Le module de sensibilisation sur l'homosexualité et l'homophobie destiné aux écoles de gardiens de la Paix qu'avait présenté l'association Flag!, qui réunit des policiers LGBT, au ministère de l'Intérieur vient d'être accepté. Flag! propose un cours interactif de deux heures qui reprendra des exemples concrets mettant en jeu l'homosexualité et l'homophobie, avant d'engager un débat entre les formateurs et les élèves. Il sera suivi d'"un rappel de la déontologie policière et de la législation en vigueur et enfin remise d'une documentation à l'issue du cours", explique Flag!. En 2001, Sos Homophobie avait présenté une première version de ce module, qui "avait reçu un accueil favorable de Daniel Vaillant mais n'avait pas été suivie d'effet à l'époque". Le ministère de l'Intérieur s'est engagé cette fois-ci à mettre en place ce module de formation à partir de février 2006 dans les écoles et les centres de formation des gardiens de la Paix. "Ce module aura également pour effet, nous l'espérons, de réduire en interne, les situations dans lesquelles beaucoup de policiers sont encore victimes d'actes ou de propos homophobes de la part de leurs collègues et/ou de leur hiérarchie", écrit l'association.
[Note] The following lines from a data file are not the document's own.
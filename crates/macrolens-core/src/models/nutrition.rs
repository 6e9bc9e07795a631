// ABOUTME: Nutrition tracking models for food intake analysis
// ABOUTME: NutrientProfile, FoodItem, FoodLog, MealType, and LogType definitions
//
// SPDX-License-Identifier: MIT OR Apache-2.0
// Copyright (c) 2025 MacroLens

use crate::errors::AppError;
use chrono::{DateTime, Utc};
use serde::{Deserialize, Serialize};
use std::collections::BTreeMap;
use std::iter::Sum;
use std::ops::AddAssign;
use std::str::FromStr;
use uuid::Uuid;

/// Named micronutrient amounts (vitamins or minerals)
pub type MicronutrientMap = BTreeMap<String, f64>;

/// Nutrients for one serving of a food, or a sum of servings
///
/// The serving this profile describes is tracked by the owner (see
/// `FoodItem::serving_size`); the profile itself carries no quantity.
#[derive(Debug, Clone, Default, PartialEq, Serialize, Deserialize)]
pub struct NutrientProfile {
    /// Energy (kcal)
    pub calories: f64,
    /// Protein (g)
    pub protein: f64,
    /// Carbohydrates (g)
    pub carbs: f64,
    /// Fat (g)
    pub fat: f64,
    /// Fiber (g)
    #[serde(default, skip_serializing_if = "Option::is_none")]
    pub fiber: Option<f64>,
    /// Sugar (g)
    #[serde(default, skip_serializing_if = "Option::is_none")]
    pub sugar: Option<f64>,
    /// Sodium (mg)
    #[serde(default, skip_serializing_if = "Option::is_none")]
    pub sodium: Option<f64>,
    /// Vitamins by name
    #[serde(default, skip_serializing_if = "Option::is_none")]
    pub vitamins: Option<MicronutrientMap>,
    /// Minerals by name
    #[serde(default, skip_serializing_if = "Option::is_none")]
    pub minerals: Option<MicronutrientMap>,
}

impl NutrientProfile {
    /// Profile with only the four required macros set
    #[must_use]
    pub fn macros(calories: f64, protein: f64, carbs: f64, fat: f64) -> Self {
        Self {
            calories,
            protein,
            carbs,
            fat,
            ..Self::default()
        }
    }

    /// Fiber, treating a missing value as zero
    #[must_use]
    pub fn fiber_or_zero(&self) -> f64 {
        self.fiber.unwrap_or(0.0)
    }

    /// Sugar, treating a missing value as zero
    #[must_use]
    pub fn sugar_or_zero(&self) -> f64 {
        self.sugar.unwrap_or(0.0)
    }

    /// Sodium, treating a missing value as zero
    #[must_use]
    pub fn sodium_or_zero(&self) -> f64 {
        self.sodium.unwrap_or(0.0)
    }

    /// Mineral amount by key, zero when missing
    #[must_use]
    pub fn mineral(&self, key: &str) -> f64 {
        self.minerals
            .as_ref()
            .and_then(|map| map.get(key).copied())
            .unwrap_or(0.0)
    }

    /// Vitamin amount by key, zero when missing
    #[must_use]
    pub fn vitamin(&self, key: &str) -> f64 {
        self.vitamins
            .as_ref()
            .and_then(|map| map.get(key).copied())
            .unwrap_or(0.0)
    }

    /// Apply `f` to every numeric field, keeping optional fields' presence
    #[must_use]
    pub fn map_values(&self, mut f: impl FnMut(f64) -> f64) -> Self {
        let mut map_micros = |micros: &Option<MicronutrientMap>| {
            micros.as_ref().map(|map| {
                map.iter()
                    .map(|(key, value)| (key.clone(), f(*value)))
                    .collect::<MicronutrientMap>()
            })
        };
        let vitamins = map_micros(&self.vitamins);
        let minerals = map_micros(&self.minerals);

        Self {
            calories: f(self.calories),
            protein: f(self.protein),
            carbs: f(self.carbs),
            fat: f(self.fat),
            fiber: self.fiber.map(&mut f),
            sugar: self.sugar.map(&mut f),
            sodium: self.sodium.map(&mut f),
            vitamins,
            minerals,
        }
    }

    /// Whether every numeric field is finite and non-negative
    #[must_use]
    pub fn is_non_negative(&self) -> bool {
        let micros = [&self.vitamins, &self.minerals]
            .into_iter()
            .flatten()
            .flat_map(MicronutrientMap::values)
            .copied();

        [self.calories, self.protein, self.carbs, self.fat]
            .into_iter()
            .chain([self.fiber, self.sugar, self.sodium].into_iter().flatten())
            .chain(micros)
            .all(|value| value.is_finite() && value >= 0.0)
    }

    /// Copy with negative or non-finite values replaced by zero
    #[must_use]
    pub fn clamped_non_negative(&self) -> Self {
        self.map_values(|value| if value.is_finite() && value > 0.0 { value } else { 0.0 })
    }
}

fn merge_micros(target: &mut Option<MicronutrientMap>, other: Option<&MicronutrientMap>) {
    let Some(other) = other else {
        return;
    };
    let map = target.get_or_insert_with(MicronutrientMap::new);
    for (key, value) in other {
        *map.entry(key.clone()).or_insert(0.0) += value;
    }
}

/// Summation treats missing optionals as zero; fiber, sugar and sodium are
/// always present in the result
impl AddAssign<&NutrientProfile> for NutrientProfile {
    fn add_assign(&mut self, other: &NutrientProfile) {
        self.calories += other.calories;
        self.protein += other.protein;
        self.carbs += other.carbs;
        self.fat += other.fat;
        self.fiber = Some(self.fiber_or_zero() + other.fiber_or_zero());
        self.sugar = Some(self.sugar_or_zero() + other.sugar_or_zero());
        self.sodium = Some(self.sodium_or_zero() + other.sodium_or_zero());
        merge_micros(&mut self.vitamins, other.vitamins.as_ref());
        merge_micros(&mut self.minerals, other.minerals.as_ref());
    }
}

impl<'a> Sum<&'a NutrientProfile> for NutrientProfile {
    fn sum<I: Iterator<Item = &'a NutrientProfile>>(iter: I) -> Self {
        let mut total = Self {
            fiber: Some(0.0),
            sugar: Some(0.0),
            sodium: Some(0.0),
            ..Self::default()
        };
        for profile in iter {
            total += profile;
        }
        total
    }
}

/// One food within a logged meal
#[derive(Debug, Clone, Default, PartialEq, Serialize, Deserialize)]
#[serde(rename_all = "camelCase")]
pub struct FoodItem {
    /// Display name
    pub name: String,
    /// Free-text quantity and unit, e.g. "150g" or "1 cup"
    pub serving_size: String,
    /// Nutrients for `serving_size`
    pub nutrition: NutrientProfile,
}

impl FoodItem {
    /// Create a food item
    #[must_use]
    pub fn new(name: impl Into<String>, serving_size: impl Into<String>, nutrition: NutrientProfile) -> Self {
        Self {
            name: name.into(),
            serving_size: serving_size.into(),
            nutrition,
        }
    }
}

/// Meal slot a log belongs to
#[derive(Debug, Clone, Copy, Serialize, Deserialize, PartialEq, Eq, Hash, PartialOrd, Ord)]
#[serde(rename_all = "snake_case")]
pub enum MealType {
    /// Breakfast meal
    Breakfast,
    /// Lunch meal
    Lunch,
    /// Dinner meal
    Dinner,
    /// Snack between meals
    Snack,
}

impl MealType {
    /// Every slot in day order
    pub const ALL: [Self; 4] = [Self::Breakfast, Self::Lunch, Self::Dinner, Self::Snack];
}

impl FromStr for MealType {
    type Err = AppError;

    fn from_str(s: &str) -> Result<Self, Self::Err> {
        match s.trim().to_lowercase().as_str() {
            "breakfast" => Ok(Self::Breakfast),
            "lunch" => Ok(Self::Lunch),
            "dinner" => Ok(Self::Dinner),
            "snack" | "snacks" => Ok(Self::Snack),
            other => Err(AppError::invalid_input(format!("Unknown meal type '{other}'"))),
        }
    }
}

/// How a log was created
#[derive(Debug, Clone, Copy, Serialize, Deserialize, PartialEq, Eq, Hash)]
#[serde(rename_all = "snake_case")]
pub enum LogType {
    /// Confirmed from a photo analysis
    Photo,
    /// Built from food-database search results
    ManualSearch,
}

/// A confirmed meal owned by one user
///
/// `total_nutrition` is derived from `foods`; the only mutation is wholesale
/// replacement of the food list through [`FoodLog::replace_foods`].
#[derive(Debug, Clone, PartialEq, Serialize, Deserialize)]
#[serde(rename_all = "camelCase")]
pub struct FoodLog {
    /// Opaque record id
    pub id: String,
    /// Owning user id
    pub user_id: String,
    /// When the meal was eaten
    pub date: DateTime<Utc>,
    /// Meal slot
    pub meal_type: MealType,
    /// Creation path
    pub log_type: LogType,
    /// Reference to the meal photo, if any
    #[serde(default, skip_serializing_if = "Option::is_none")]
    pub photo_url: Option<String>,
    foods: Vec<FoodItem>,
    total_nutrition: NutrientProfile,
}

impl FoodLog {
    /// Create a log with a fresh id and computed totals
    #[must_use]
    pub fn new(
        user_id: impl Into<String>,
        date: DateTime<Utc>,
        meal_type: MealType,
        log_type: LogType,
        foods: Vec<FoodItem>,
    ) -> Self {
        let total_nutrition = foods.iter().map(|food| &food.nutrition).sum();
        Self {
            id: Uuid::new_v4().to_string(),
            user_id: user_id.into(),
            date,
            meal_type,
            log_type,
            photo_url: None,
            foods,
            total_nutrition,
        }
    }

    /// Attach a photo reference
    #[must_use]
    pub fn with_photo_url(mut self, photo_url: impl Into<String>) -> Self {
        self.photo_url = Some(photo_url.into());
        self
    }

    /// Foods in display order
    #[must_use]
    pub fn foods(&self) -> &[FoodItem] {
        &self.foods
    }

    /// Sum across all foods
    #[must_use]
    pub const fn total_nutrition(&self) -> &NutrientProfile {
        &self.total_nutrition
    }

    /// Replace the whole food list and recompute totals
    pub fn replace_foods(&mut self, foods: Vec<FoodItem>) {
        self.total_nutrition = foods.iter().map(|food| &food.nutrition).sum();
        self.foods = foods;
    }

    /// Recompute totals after deserializing a document that may carry stale ones
    #[must_use]
    pub fn with_recomputed_totals(mut self) -> Self {
        self.total_nutrition = self.foods.iter().map(|food| &food.nutrition).sum();
        self
    }
}

#[cfg(test)]
mod tests {
    use super::*;

    fn apple() -> FoodItem {
        FoodItem::new("Apple", "182g", NutrientProfile::macros(95.0, 0.5, 25.0, 0.3))
    }

    #[test]
    fn test_sum_treats_missing_optionals_as_zero() {
        let mut rice = NutrientProfile::macros(200.0, 4.0, 45.0, 0.4);
        rice.fiber = Some(0.6);
        rice.minerals = Some(BTreeMap::from([("iron".to_owned(), 1.2)]));
        let apple = apple().nutrition;

        let total: NutrientProfile = [&rice, &apple].into_iter().sum();

        assert!((total.calories - 295.0).abs() < 1e-9);
        assert_eq!(total.fiber, Some(0.6));
        assert_eq!(total.sugar, Some(0.0));
        assert!((total.mineral("iron") - 1.2).abs() < 1e-9);
        assert!(total.vitamins.is_none());
    }

    #[test]
    fn test_map_values_keeps_presence() {
        let mut profile = NutrientProfile::macros(100.0, 10.0, 10.0, 1.0);
        profile.sodium = Some(50.0);
        let doubled = profile.map_values(|v| v * 2.0);

        assert!((doubled.sodium.unwrap() - 100.0).abs() < 1e-9);
        assert!(doubled.fiber.is_none());
    }

    #[test]
    fn test_clamped_non_negative() {
        let mut profile = NutrientProfile::macros(-5.0, f64::NAN, 3.0, 1.0);
        profile.vitamins = Some(BTreeMap::from([("vitaminC".to_owned(), -1.0)]));
        assert!(!profile.is_non_negative());

        let clamped = profile.clamped_non_negative();
        assert!(clamped.is_non_negative());
        assert!(clamped.calories.abs() < f64::EPSILON);
        assert!(clamped.vitamin("vitaminC").abs() < f64::EPSILON);
    }

    #[test]
    fn test_non_negative_checks_every_field() {
        let mut profile = NutrientProfile::macros(100.0, 10.0, 10.0, 1.0);
        assert!(profile.is_non_negative());

        profile.sodium = Some(f64::INFINITY);
        assert!(!profile.is_non_negative());

        profile.sodium = Some(5.0);
        profile.minerals = Some(BTreeMap::from([("iron".to_owned(), -0.1)]));
        assert!(!profile.is_non_negative());
    }

    #[test]
    fn test_food_log_replace_recomputes_totals() {
        let mut log = FoodLog::new(
            "user-1",
            Utc::now(),
            MealType::Lunch,
            LogType::Photo,
            vec![apple(), apple()],
        );
        assert!((log.total_nutrition().calories - 190.0).abs() < 1e-9);

        log.replace_foods(vec![apple()]);
        assert_eq!(log.foods().len(), 1);
        assert!((log.total_nutrition().calories - 95.0).abs() < 1e-9);
    }

    #[test]
    fn test_food_log_wire_format() {
        let log = FoodLog::new("u", Utc::now(), MealType::Snack, LogType::ManualSearch, vec![apple()]);
        let json = serde_json::to_value(&log).unwrap();

        assert_eq!(json["mealType"], "snack");
        assert_eq!(json["logType"], "manual_search");
        assert_eq!(json["foods"][0]["servingSize"], "182g");
        assert!(json.get("photoUrl").is_none());
    }

    #[test]
    fn test_meal_type_parsing() {
        assert_eq!("Dinner".parse::<MealType>().unwrap(), MealType::Dinner);
        assert_eq!("snacks".parse::<MealType>().unwrap(), MealType::Snack);
        assert!("brunch".parse::<MealType>().is_err());
    }
}
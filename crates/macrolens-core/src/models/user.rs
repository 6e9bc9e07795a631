// ABOUTME: User profile document with daily goals and onboarding answers
// ABOUTME: UserProfile and OnboardingData definitions
//
// SPDX-License-Identifier: MIT OR Apache-2.0
// Copyright (c) 2025 MacroLens

use super::profile::{BodyProfile, DailyGoals, GoalProfile, MacroTargets};
use chrono::{DateTime, Utc};
use serde::{Deserialize, Serialize};

/// Answers captured by onboarding plus the targets computed from them
#[derive(Debug, Clone, PartialEq, Serialize, Deserialize)]
#[serde(rename_all = "camelCase")]
pub struct OnboardingData {
    /// Body measurements
    pub body: BodyProfile,
    /// Goals, conditions and preferences
    pub goals: GoalProfile,
    /// Targets computed at completion
    pub targets: MacroTargets,
    /// When onboarding finished
    pub completed_at: DateTime<Utc>,
}

/// Per-user profile document
#[derive(Debug, Clone, PartialEq, Serialize, Deserialize)]
#[serde(rename_all = "camelCase")]
pub struct UserProfile {
    /// Opaque user id
    pub id: String,
    /// Display name
    #[serde(default)]
    pub name: String,
    /// Daily targets shown on the dashboard
    #[serde(default)]
    pub daily_goals: DailyGoals,
    /// Onboarding answers, absent until completed
    #[serde(default, skip_serializing_if = "Option::is_none")]
    pub onboarding: Option<OnboardingData>,
}

impl UserProfile {
    /// New profile with default daily goals
    #[must_use]
    pub fn new(id: impl Into<String>, name: impl Into<String>) -> Self {
        Self {
            id: id.into(),
            name: name.into(),
            daily_goals: DailyGoals::default(),
            onboarding: None,
        }
    }

    /// Record completed onboarding and adopt its targets as daily goals
    pub fn complete_onboarding(&mut self, onboarding: OnboardingData) {
        self.daily_goals = onboarding.targets.daily_goals();
        self.onboarding = Some(onboarding);
    }

    /// Starting weight from onboarding, if any
    #[must_use]
    pub fn onboarding_weight_kg(&self) -> Option<f64> {
        self.onboarding.as_ref().map(|data| data.body.weight_kg())
    }

    /// Target weight from onboarding, if any
    #[must_use]
    pub fn target_weight_kg(&self) -> Option<f64> {
        self.onboarding
            .as_ref()
            .and_then(|data| data.body.target_weight_kg())
    }
}
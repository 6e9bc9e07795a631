// ABOUTME: Criterion benchmarks for the nutrition engine hot paths
// ABOUTME: Measures serving scaling, record normalization, period roll-ups and store reads
//
// SPDX-License-Identifier: MIT OR Apache-2.0
// Copyright (c) 2025 MacroLens

//! Criterion benchmarks for the nutrition engine.

#![allow(clippy::missing_docs_in_private_items, missing_docs)]

use chrono::{Duration, Utc};
use criterion::{black_box, criterion_group, criterion_main, BenchmarkId, Criterion, Throughput};
use macrolens::external::{InMemoryStore, NutritionStore};
use macrolens::intelligence::nutrient_normalizer::FoodNutrient;
use macrolens::intelligence::{
    normalize_food, scale_nutrition, summarize_period, FoodRecord, ProgressPeriod,
};
use macrolens::models::{FoodItem, FoodLog, LogType, MealType, MicronutrientMap, NutrientProfile};
use tokio::runtime::Runtime;

const USER_ID: &str = "bench_user";

fn sample_profile() -> NutrientProfile {
    NutrientProfile {
        fiber: Some(2.4),
        sugar: Some(12.0),
        sodium: Some(410.0),
        vitamins: Some(MicronutrientMap::from([
            ("vitaminA".to_owned(), 120.0),
            ("vitaminC".to_owned(), 8.5),
        ])),
        minerals: Some(MicronutrientMap::from([
            ("calcium".to_owned(), 90.0),
            ("iron".to_owned(), 1.8),
        ])),
        ..NutrientProfile::macros(412.0, 18.5, 52.0, 14.2)
    }
}

#[allow(clippy::cast_precision_loss, clippy::cast_possible_wrap)]
fn generate_logs(count: usize) -> Vec<FoodLog> {
    let now = Utc::now();
    (0..count)
        .map(|index| {
            let foods = (0..3)
                .map(|n| {
                    FoodItem::new(
                        format!("Food {}", (index + n) % 17),
                        "150g",
                        NutrientProfile::macros(200.0 + n as f64, 10.0, 25.0, 6.0),
                    )
                })
                .collect();
            FoodLog::new(
                USER_ID,
                now - Duration::hours((index * 7) as i64),
                MealType::Lunch,
                LogType::ManualSearch,
                foods,
            )
        })
        .collect()
}

fn bench_scale_nutrition(c: &mut Criterion) {
    let profile = sample_profile();
    c.bench_function("scale_nutrition", |b| {
        b.iter(|| scale_nutrition(black_box(&profile), black_box(1.37)));
    });
}

fn bench_normalize_food(c: &mut Criterion) {
    let record = FoodRecord {
        description: Some("YOGURT, GREEK, PLAIN, NONFAT".to_owned()),
        food_nutrients: vec![
            FoodNutrient::coded(1008, 59.0),
            FoodNutrient::coded(1003, 10.3),
            FoodNutrient::coded(1005, 3.6),
            FoodNutrient::coded(1004, 0.4),
            FoodNutrient::coded(2000, 3.2),
            FoodNutrient::coded(1087, 110.0),
        ],
        ..FoodRecord::default()
    };
    c.bench_function("normalize_food", |b| {
        b.iter(|| normalize_food(black_box(&record)));
    });
}

fn bench_period_summary(c: &mut Criterion) {
    let mut group = c.benchmark_group("period_summary");
    let now = Utc::now();

    for count in [10, 100, 1000] {
        let logs = generate_logs(count);
        group.throughput(Throughput::Elements(count as u64));
        group.bench_with_input(BenchmarkId::new("month", count), &logs, |b, logs| {
            b.iter(|| summarize_period(black_box(logs), ProgressPeriod::Month, now));
        });
    }

    group.finish();
}

fn bench_store_list_logs(c: &mut Criterion) {
    let Ok(runtime) = Runtime::new() else {
        return;
    };
    let store = InMemoryStore::new();
    runtime.block_on(async {
        for log in generate_logs(500) {
            let _ = store.upsert_log(log).await;
        }
    });

    c.bench_function("store_list_logs", |b| {
        b.to_async(&runtime)
            .iter(|| async { store.list_logs(black_box(USER_ID)).await });
    });
}

criterion_group!(
    benches,
    bench_scale_nutrition,
    bench_normalize_food,
    bench_period_summary,
    bench_store_list_logs,
);
criterion_main!(benches);
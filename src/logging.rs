// ABOUTME: Logging configuration and structured logging setup for the engine and CLI
// ABOUTME: Configures log levels, formatters, and output destinations via tracing-subscriber
//
// SPDX-License-Identifier: MIT OR Apache-2.0
// Copyright (c) 2025 MacroLens

//! Structured logging configuration

use anyhow::Result;
use serde_json::json;
use std::env;
use std::io;
use tracing::{info, Level};
use tracing_subscriber::{
    fmt::{self, format::FmtSpan},
    layer::SubscriberExt,
    util::SubscriberInitExt,
    EnvFilter,
};

/// Service name reported in startup logs
pub const SERVICE_NAME: &str = "macrolens";

/// Logging configuration
#[derive(Debug, Clone)]
pub struct LoggingConfig {
    /// Log level (trace, debug, info, warn, error)
    pub level: String,
    /// Output format (json, pretty, compact)
    pub format: LogFormat,
    /// Include source file and line numbers
    pub include_location: bool,
    /// Include thread information
    pub include_thread: bool,
    /// Include span information for tracing
    pub include_spans: bool,
    /// Service name for structured logging
    pub service_name: String,
    /// Service version
    pub service_version: String,
    /// Environment (development, staging, production)
    pub environment: String,
}

/// Log output format options
#[derive(Debug, Clone, Copy, PartialEq, Eq)]
pub enum LogFormat {
    /// `JSON` format for production logging
    Json,
    /// Pretty format for development
    Pretty,
    /// Compact format for terminal use
    Compact,
}

impl LogFormat {
    /// Parse a `LOG_FORMAT` value, defaulting to pretty
    #[must_use]
    pub fn from_name(name: &str) -> Self {
        match name.trim().to_lowercase().as_str() {
            "json" => Self::Json,
            "compact" => Self::Compact,
            _ => Self::Pretty,
        }
    }
}

impl Default for LoggingConfig {
    fn default() -> Self {
        Self {
            level: "info".into(),
            format: LogFormat::Pretty,
            include_location: false,
            include_thread: false,
            include_spans: false,
            service_name: SERVICE_NAME.into(),
            service_version: env!("CARGO_PKG_VERSION").to_owned(),
            environment: "development".into(),
        }
    }
}

impl LoggingConfig {
    /// Create logging configuration from environment variables
    #[must_use]
    pub fn from_env() -> Self {
        let level = env::var("RUST_LOG").unwrap_or_else(|_| "info".into());
        let format = env::var("LOG_FORMAT").map_or(LogFormat::Pretty, |v| LogFormat::from_name(&v));
        let environment = env::var("ENVIRONMENT").unwrap_or_else(|_| "development".into());

        // In production, use more detailed logging
        let is_production = environment == "production";

        Self {
            level,
            format,
            include_location: is_production || env::var("LOG_INCLUDE_LOCATION").is_ok(),
            include_thread: is_production || env::var("LOG_INCLUDE_THREAD").is_ok(),
            include_spans: is_production || env::var("LOG_INCLUDE_SPANS").is_ok(),
            service_name: env::var("SERVICE_NAME").unwrap_or_else(|_| SERVICE_NAME.into()),
            service_version: env::var("SERVICE_VERSION")
                .unwrap_or_else(|_| env!("CARGO_PKG_VERSION").to_owned()),
            environment,
        }
    }

    /// Build the filter: `RUST_LOG` when set, else the configured level
    fn env_filter(&self) -> EnvFilter {
        let filter = env::var("RUST_LOG").map_or_else(
            |_| EnvFilter::new(&self.level),
            |env_directive| EnvFilter::new(&env_directive),
        );

        filter.add_directive(
            format!("macrolens={}", self.level)
                .parse()
                .unwrap_or_else(|_| Level::INFO.into()),
        )
    }

    /// Initialize the global tracing subscriber
    ///
    /// Logs go to stderr so CLI output on stdout stays machine-readable.
    ///
    /// # Errors
    ///
    /// Returns an error if a global subscriber is already installed
    pub fn init(&self) -> Result<()> {
        let registry = tracing_subscriber::registry().with(self.env_filter());
        let span_events = if self.include_spans {
            FmtSpan::NEW | FmtSpan::CLOSE
        } else {
            FmtSpan::NONE
        };

        match self.format {
            LogFormat::Json => {
                let json_layer = fmt::layer()
                    .with_file(self.include_location)
                    .with_line_number(self.include_location)
                    .with_thread_ids(self.include_thread)
                    .with_thread_names(self.include_thread)
                    .with_target(true)
                    .with_writer(io::stderr)
                    .with_span_events(span_events)
                    .json();

                registry.with(json_layer).try_init()?;
            }
            LogFormat::Pretty => {
                let pretty_layer = fmt::layer()
                    .with_file(self.include_location)
                    .with_line_number(self.include_location)
                    .with_thread_ids(self.include_thread)
                    .with_thread_names(self.include_thread)
                    .with_target(true)
                    .with_writer(io::stderr)
                    .with_span_events(span_events);

                registry.with(pretty_layer).try_init()?;
            }
            LogFormat::Compact => {
                let compact_layer = fmt::layer()
                    .compact()
                    .with_target(false)
                    .with_writer(io::stderr)
                    .with_span_events(FmtSpan::NONE);

                registry.with(compact_layer).try_init()?;
            }
        }

        self.log_startup_info();
        Ok(())
    }

    /// Log structured startup information
    fn log_startup_info(&self) {
        let config_summary = json!({
            "service": {
                "name": self.service_name,
                "version": self.service_version,
                "environment": self.environment
            },
            "logging": {
                "level": self.level,
                "format": format!("{:?}", self.format),
            }
        });

        info!(
            service.name = %self.service_name,
            service.version = %self.service_version,
            environment = %self.environment,
            "Logging initialized: {}",
            config_summary
        );
    }
}

/// Initialize logging from environment
///
/// # Errors
///
/// Returns an error if logging initialization fails
pub fn init_from_env() -> Result<()> {
    LoggingConfig::from_env().init()
}

#[cfg(test)]
mod tests {
    use super::*;

    #[test]
    fn test_log_format_parsing() {
        assert_eq!(LogFormat::from_name("json"), LogFormat::Json);
        assert_eq!(LogFormat::from_name(" Compact "), LogFormat::Compact);
        assert_eq!(LogFormat::from_name("anything"), LogFormat::Pretty);
    }

    #[test]
    fn test_default_config() {
        let config = LoggingConfig::default();
        assert_eq!(config.level, "info");
        assert_eq!(config.service_name, SERVICE_NAME);
        assert_eq!(config.format, LogFormat::Pretty);
    }
}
Par ailleurs, selon elle, Nicolas Sarkozy devrait transmettre prochainement une note interne "rappelant aux policiers les règles de déontologie vis-à -vis de nos concitoyens et notamment des homosexuels". Le ministre de l'Intérieur l'a confirmé par écrit le 27 octobre au Collectif contre l'homophobie qui avait noté dans de nombreuses villes des difficultés pour voir des plaintes pour homophobie enregistrées. "L'omission des propos homophobes passibles de poursuites pénales et constitutifs de circonstances aggravantes, tient certainement plus à l'ignorance des textes récents qu'à une réelle volonté de ne pas les signaler, ou à une quelconque réticence voire opposition des fonctionnaires et des militaires, écrit le ministre. Une telle omission est toutefois d'importance" compte tenu du délai de prescription applicable de trois mois. "Il est primordial de faire en sorte que la loi soit appliquée, d'agir là où les pratiques se manifestent, d'aider les personnes à faire valoir leurs droits et obtenir réparation des préjudices qu'elles ont subis."